In a proof-of-concept study, researchers at the National Institutes of Health (NIH) have developed an artificial intelligence (AI) tool that uses data from individual cells inside tumors to predict whether a person’s cancer will respond to a specific drug.

Researchers at the National Cancer Institute (NCI), part of NIH, published their work on April 18, 2024, in Nature Cancer, and suggest that such single-cell RNA sequencing data could one day be used to help doctors more precisely match cancer patients with drugs that will be effective for their cancer.

Current approaches to matching patients to drugs rely on bulk sequencing of tumor DNA and RNA, which takes an average of all the cells in a tumor sample. However, tumors contain more than one type of cell and in fact can have many different types of subpopulations of cells. Individual cells in these subpopulations are known as clones. Researchers believe these subpopulations of cells may respond differently to specific drugs, which could explain why some patients do not respond to certain drugs or develop resistance to them.
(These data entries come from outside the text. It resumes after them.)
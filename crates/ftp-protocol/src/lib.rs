#![deny(unsafe_code)]
#![deny(missing_docs)]
#![deny(rustdoc::broken_intra_doc_links)]

//! # Overview
//!
//! `ftp-protocol` encodes and decodes the three length-prefixed message
//! kinds that cross a session's control and data descriptors: [`Reply`],
//! [`Request`], and [`DataBlock`]. Nothing here knows about sockets,
//! sessions, or command semantics — it operates on anything implementing
//! [`std::io::Read`]/[`std::io::Write`], which in this workspace is a
//! `TcpStream` but could equally be an in-memory buffer in tests.
//!
//! # Design
//!
//! Each kind sends its header fields big-endian and then loops writing (or
//! reading) the body until the descriptor either delivers the full payload
//! or reports an error. There is no buffered-codec abstraction: a short
//! read or write is an ordinary loop iteration, not a special case.
//!
//! # Errors
//!
//! Every operation returns [`FramingError`], which distinguishes an
//! oversized declared length from a genuine I/O failure so callers can
//! decide whether the error is reportable to the peer or fatal to the
//! session.

mod data_block;
mod error;
mod io;
mod reply;
mod request;

pub use data_block::DataBlock;
pub use error::FramingError;
pub use reply::Reply;
pub use request::Request;
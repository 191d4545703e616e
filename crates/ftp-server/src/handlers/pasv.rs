//! `PASV` — select PASSIVE data mode by opening a listening socket.

use std::os::unix::io::RawFd;

use ftp_core::DataMode;

use crate::data_channel::{format_host_port, open_passive};
use crate::error::ServerError;
use crate::handlers::{close_existing_data_channel, HandlerContext};

pub(super) fn handle(ctx: &HandlerContext, control_fd: RawFd) -> Result<(u16, String), ServerError> {
    let mut session = ctx.registry.lookup(control_fd)?;
    close_existing_data_channel(&mut session);

    let listener = open_passive()?;
    session.listen_fd = Some(listener.listen_fd);
    session.data_mode = Some(DataMode::Passive);
    ctx.registry.replace(control_fd, session)?;

    notify_reactor(ctx.wake_fd);

    Ok((227, format_host_port(listener.ip, listener.port)))
}

/// Writes to the reactor's `eventfd`-like wake-up descriptor so it scans the
/// registry for newly installed passive listeners.
fn notify_reactor(wake_fd: RawFd) {
    if wake_fd < 0 {
        return;
    }
    let one: u64 = 1;
    #[allow(unsafe_code)]
    unsafe {
        let _ = libc::write(
            wake_fd,
            std::ptr::addr_of!(one).cast::<libc::c_void>(),
            std::mem::size_of::<u64>(),
        );
    }
}

#[cfg(test)]
mod tests {
    use super::*;
    use crate::handlers::test_support::{context, root_arc};
    use ftp_core::Session;
    use std::path::Path;

    #[test]
    fn opens_listener_and_records_passive_mode() {
        let root = Path::new("/srv/ftp");
        let ctx = context(root);
        ctx.registry
            .insert(Session::new(3, "127.0.0.1", "4242", root_arc(root)))
            .unwrap();

        let (code, body) = handle(&ctx, 3).unwrap();
        assert_eq!(code, 227);
        assert!(body.contains(','));

        let session = ctx.registry.lookup(3).unwrap();
        assert_eq!(session.data_mode, Some(DataMode::Passive));
        assert!(session.listen_fd.is_some());

        #[allow(unsafe_code)]
        unsafe {
            libc::close(session.listen_fd.unwrap());
        }
    }

    #[test]
    fn second_pasv_closes_the_first_listener() {
        let root = Path::new("/srv/ftp");
        let ctx = context(root);
        ctx.registry
            .insert(Session::new(3, "127.0.0.1", "4242", root_arc(root)))
            .unwrap();

        handle(&ctx, 3).unwrap();
        let first_listen_fd = ctx.registry.lookup(3).unwrap().listen_fd.unwrap();

        handle(&ctx, 3).unwrap();
        let session = ctx.registry.lookup(3).unwrap();
        let second_listen_fd = session.listen_fd.unwrap();
        assert_ne!(first_listen_fd, second_listen_fd);

        // The first listener must already be closed: fcntl on it now fails with EBADF.
        #[allow(unsafe_code)]
        let rc = unsafe { libc::fcntl(first_listen_fd, libc::F_GETFD) };
        assert_eq!(rc, -1, "expected the first PASV listener to already be closed");

        #[allow(unsafe_code)]
        unsafe {
            libc::close(second_listen_fd);
        }
    }
}
/// Blocks or unblocks `SIGINT` on the calling thread.
///
/// Worker threads are spawned with `SIGINT` blocked so they never receive
/// it (new threads inherit the spawning thread's mask); the reactor thread
/// unblocks it again immediately afterward so the signal always lands
/// there.
fn set_sigint_blocked(blocked: bool) {
    #[allow(unsafe_code)]
    unsafe {
        let mut set: libc::sigset_t = std::mem::zeroed();
        libc::sigemptyset(std::ptr::addr_of_mut!(set));
        libc::sigaddset(std::ptr::addr_of_mut!(set), libc::SIGINT);
        let how = if blocked { libc::SIG_BLOCK } else { libc::SIG_UNBLOCK };
        libc::pthread_sigmask(how, std::ptr::addr_of!(set), std::ptr::null_mut());
    }
}

/// The reactor's epoll instance, listen socket, and wake-up descriptor.
pub struct Reactor {
    epoll_fd: RawFd,
    wake_fd: RawFd,
    listen_fd: RawFd,
    registered_listen_fds: HashSet<RawFd>,
    registry: Arc<SessionRegistry>,
    pool: WorkerPool,
    config: Arc<ServerConfig>,
    log: LogSink,
}

const EPOLL_MAX_EVENTS: usize = 64;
In contrast to bulk sequencing, a newer technology known as single-cell RNA sequencing provides much higher resolution data, down to the single-cell level. Using this approach to identify and target individual clones may lead to more lasting drug responses. However, single-cell gene expression data are much more costly to generate than bulk gene expression data and not yet widely available in clinical settings.
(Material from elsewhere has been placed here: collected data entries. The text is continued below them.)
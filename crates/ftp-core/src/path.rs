//! Path validation applied by handlers before any filesystem operation.
//!
//! The policy is deliberately conservative: it rejects some legal filenames
//! (e.g. `a.txt`, since it contains a `.`) in exchange for a trivially
//! auditable denial rule: some legal filenames are rejected on purpose
//! rather than trying to enumerate every safe case.

use crate::error::FtpError;

/// Validates a client-supplied path argument.
///
/// Checks run in this fixed order, so the *first* failing condition
/// determines the rejection reason:
///
/// 1. empty
/// 2. whitespace-only (after trimming)
/// 3. contains a `.` character, or begins with `/`
/// 4. contains the literal `../`
///
/// # Errors
///
/// Returns [`FtpError::PathRejected`] with a human-readable reason on the
/// first failing check.
pub fn validate_relative_path(raw: &str) -> Result<&str, FtpError> {
    if raw.is_empty() {
        return Err(FtpError::PathRejected("empty path".to_string()));
    }

    let trimmed = raw.trim();
    if trimmed.is_empty() {
        return Err(FtpError::PathRejected("whitespace-only path".to_string()));
    }

    if trimmed.contains('.') || trimmed.starts_with('/') {
        return Err(FtpError::PathRejected(format!(
            "path '{trimmed}' is not allowed"
        )));
    }

    if trimmed.contains("../") {
        return Err(FtpError::PathRejected(format!(
            "path '{trimmed}' is not allowed"
        )));
    }

    Ok(trimmed)
}

/// Slash-normalizes a `curr_dir` value: collapses repeated `/`, strips a
/// leading `/` if present, and strips a trailing `/`.
#[must_use]
pub fn normalize_curr_dir(raw: &str) -> String {
    raw.split('/')
        .filter(|segment| !segment.is_empty())
        .collect::<Vec<_>>()
        .join("/")
}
In the new study, the researchers investigated whether they could use a machine learning technique called transfer learning to train an AI model to predict drug responses using widely available bulk RNA sequencing data but then fine-tune that model using single-cell RNA sequencing data. Using this approach on published cell-line data from large-scale drug screens, the researchers built AI models for 44 Food and Drug Administration–approved cancer drugs. The AI models accurately predicted how individual cells would respond to both single drugs and combinations of drugs.
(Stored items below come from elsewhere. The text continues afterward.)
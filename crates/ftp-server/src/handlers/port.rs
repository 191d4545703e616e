//! `PORT` — select ACTIVE data mode against a peer-supplied address.

use std::os::unix::io::RawFd;

use ftp_core::DataMode;

use crate::data_channel::parse_port_argument;
use crate::error::ServerError;
use crate::handlers::{close_existing_data_channel, HandlerContext};

pub(super) fn handle(
    ctx: &HandlerContext,
    control_fd: RawFd,
    arg: &str,
) -> Result<(u16, String), ServerError> {
    let (ip, port) = parse_port_argument(arg)?;

    let mut session = ctx.registry.lookup(control_fd)?;
    close_existing_data_channel(&mut session);

    session.data_mode = Some(DataMode::Active);
    session.peer_data_addr = Some((ip, port));
    ctx.registry.replace(control_fd, session)?;

    Ok((200, "PORT command successful".to_string()))
}

#[cfg(test)]
mod tests {
    use super::*;
    use crate::handlers::test_support::{context, root_arc};
    use ftp_core::Session;
    use std::path::Path;

    #[test]
    fn selects_active_mode_and_records_peer_address() {
        let root = Path::new("/srv/ftp");
        let ctx = context(root);
        ctx.registry
            .insert(Session::new(3, "127.0.0.1", "4242", root_arc(root)))
            .unwrap();

        let (code, _) = handle(&ctx, 3, "10.0.0.5,2121").unwrap();
        assert_eq!(code, 200);

        let session = ctx.registry.lookup(3).unwrap();
        assert_eq!(session.data_mode, Some(DataMode::Active));
        assert_eq!(
            session.peer_data_addr,
            Some(("10.0.0.5".to_string(), "2121".to_string()))
        );
    }

    #[test]
    fn rejects_malformed_argument() {
        let root = Path::new("/srv/ftp");
        let ctx = context(root);
        ctx.registry
            .insert(Session::new(3, "127.0.0.1", "4242", root_arc(root)))
            .unwrap();

        assert!(handle(&ctx, 3, "not-an-address").is_err());
    }
}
The researchers then tested their approach on published data for 41 patients with multiple myeloma treated with a combination of four drugs, and 33 patients with breast cancer treated with a combination of two drugs. The researchers discovered that if just one clone were resistant to a particular drug, the patient would not respond to that drug, even if all the other clones responded. In addition, the AI model successfully predicted the development of resistance in published data from 24 patients treated with targeted therapies for non-small cell lung cancer.

The researchers cautioned that the accuracy of this technique will improve if single-cell RNA sequencing data become more widely available. In the meantime, the researchers have developed a research website and a guide for how to use the AI model, called Personalized Single-Cell Expression-based Planning for Treatments In Oncology (PERCEPTION), with new datasets.

This work was conducted by NCI’s Center for Cancer Research and led by Alejandro Schaffer, PhD, and Sanju Sinha, PhD, previously at NCI, now at Sanford Burnham Prebys. Eytan Ruppin, MD, PhD, supervised the work.

This news release was published by the National Institutes of Health on April 18, 2024.